Revising History in Our Faces

The remembrance of the late President George H.W. Bush was moving; his good work as president – i.e., ending the Cold War, getting the Berlin Wall down – was rightfully noted. His civility was understandably emphasized in light of the total lack of civility we are experiencing now. His family was surely comforted by affirmation of his inherent goodness.

But his racism was nearly totally glossed over.

It was his administration that used the case of Willie Horton to feed into the racist fears of white people. In 1988 a group called “Americans for Bush” created and ran what came to be known as the “Willie Horton ad.” It was so reprehensible that it still gives me chills. This group of white Americans capitalized on the sad fact that a man who was given a furlough by Bush’s Democratic opponent, Michael Dukakis, raped a white woman twice while on a weekend furlough.
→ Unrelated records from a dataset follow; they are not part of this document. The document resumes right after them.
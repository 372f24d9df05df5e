//! Token sets returned by the refresh grant and the shapes handed to callers.

// self
use crate::{_prelude::*, auth::TokenSecret};

/// Access/ID token pair minted by the `refresh_token` grant.
#[derive(Clone, PartialEq, Eq)]
pub struct TokenSet {
	/// Short-lived access token for API calls.
	pub access_token: TokenSecret,
	/// Identity token carrying tenant/role claims required downstream.
	pub id_token: TokenSecret,
	/// Lifetime reported by the token endpoint.
	pub expires_in: Duration,
}
impl TokenSet {
	/// Lifetime assumed when the token endpoint omits `expires_in`.
	pub const DEFAULT_EXPIRES_IN: Duration = Duration::seconds(3600);
	/// Longest lifetime honored from a token endpoint; larger `expires_in` values are clamped.
	pub const MAX_EXPIRES_IN: Duration = Duration::days(365);

	/// Creates a token set from its parts.
	pub fn new(
		access_token: impl Into<String>,
		id_token: impl Into<String>,
		expires_in: Duration,
	) -> Self {
		Self {
			access_token: TokenSecret::new(access_token),
			id_token: TokenSecret::new(id_token),
			expires_in,
		}
	}
}
impl Debug for TokenSet {
	fn fmt(&self, f: &mut Formatter) -> FmtResult {
		f.debug_struct("TokenSet")
			.field("access_token", &"<redacted>")
			.field("id_token", &"<redacted>")
			.field("expires_in", &self.expires_in)
			.finish()
	}
}

/// Both tokens, returned for diagnostic and display surfaces.
#[derive(Clone, Debug, PartialEq, Eq)]
pub struct DisplayTokens {
	/// Current access token.
	pub access_token: TokenSecret,
	/// Current ID token.
	pub id_token: TokenSecret,
}
impl DisplayTokens {
	/// Decodes the ID token payload without verifying its signature.
	///
	/// Only meant for showing claims (tenant, role, expiry) on diagnostic pages; never use
	/// the result for authorization decisions.
	pub fn unverified_id_claims(&self) -> Option<serde_json::Map<String, serde_json::Value>> {
		// crates.io
		use base64::{Engine as _, engine::general_purpose::URL_SAFE_NO_PAD};

		let payload = self.id_token.expose().split('.').nth(1)?;
		let bytes = URL_SAFE_NO_PAD.decode(payload.trim_end_matches('=')).ok()?;

		serde_json::from_slice(&bytes).ok()
	}
}

#[cfg(test)]
mod tests {
	// crates.io
	use base64::{Engine as _, engine::general_purpose::URL_SAFE_NO_PAD};
	// self
	use super::*;

	#[test]
	fn token_set_debug_redacts() {
		let set = TokenSet::new("at1", "idt1", TokenSet::DEFAULT_EXPIRES_IN);
		let rendered = format!("{set:?}");

		assert!(!rendered.contains("at1"));
		assert!(!rendered.contains("idt1"));
	}

	#[test]
	fn unverified_claims_read_jwt_payload() {
		let payload = URL_SAFE_NO_PAD.encode(br#"{"custom:tenant_id":"school-7","custom:role":"admin"}"#);
		let tokens = DisplayTokens {
			access_token: TokenSecret::new("at"),
			id_token: TokenSecret::new(format!("eyJhbGciOiJub25lIn0.{payload}.sig")),
		};
		let claims = tokens.unverified_id_claims().expect("Claims should decode.");

		assert_eq!(claims.get("custom:tenant_id").and_then(|v| v.as_str()), Some("school-7"));
		assert_eq!(claims.get("custom:role").and_then(|v| v.as_str()), Some("admin"));
	}

	#[test]
	fn unverified_claims_reject_opaque_tokens() {
		let tokens = DisplayTokens {
			access_token: TokenSecret::new("at"),
			id_token: TokenSecret::new("opaque"),
		};

		assert!(tokens.unverified_id_claims().is_none());
	}
}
Many governors in states across the nation granted furloughs at that time, but the impact of this ad on white people was enormous. Lee Atwater, the brains behind the Bush campaign, ended up apologizing for the ad on his deathbed, but at the time of the election, all bets were off. Dukakis was too much of a threat, and so white campaign strategists used what is being used today – race – to make sure their guy got into office.

It was disgusting.

It is beyond dispute that President Bush 41 did some really good things while in office. Nobody can dispute that. But he did some things that were not so good (https://truthout.org/articles/i-will-not-speak-kindly-of-the-dead-bush-was-detestable/?utm_source=sharebuttons&utm_medium=facebook&utm_campaign=mashshare&fbclid=IwAR3lfOMPejr4FOtKxgkUda0PfQaaSjWchIGO3LvF1uyVUm7AMBpb5hqZGPk) and in lifting him up as one of America’s last great presidents, those things, which have had a tremendous impact on the world, have been ignored – including his racism.

White Americans have historically been able to separate their racism from their faith. In the antebellum South, whites would say that slavery was a problem but that it was not immoral or wrong; the Slavery Bible was written to contort the will of God to fit the racist mindset of Southerners who believed in it. White Christianity has always been different from the Christianity practiced by oppressed people. The god of white people has been ok with racism and all of its tentacles, but their god did not gel with the God of all people described in the Christian Bible.

Robert P. Jones in his book The End of White Christian America says that “White Christian America…has died.” But has it?  This sect of Christians is making a comeback, using race as their foundation, to maintain what has been the status quo. If the “swamp” was drained, it was refilled with these “good, Christian” people who believe in the sanctity of white supremacy. The noticeable silence on the part of the media about this president’s racism supports that reality. Nobody expected the funeral of the late president to be the place where Bush’s racism was mentioned, but the media should have. The role of racism in this country and its use by the “best of the best” as indicated by the Bush campaign, should have been noted more prominently, not to beat him over the head but to remind America that we still have a problem.

My guess is that the majority of white people, white Christians especially, do not know about the Willie Horton ad and that if they did, it would not bother them. They would shrug and say that Willie Horton was a bad guy and that using him to win an election was fair game.

This attitude, even though the very architect of the ad struggled with the wrongness of that ad until he died.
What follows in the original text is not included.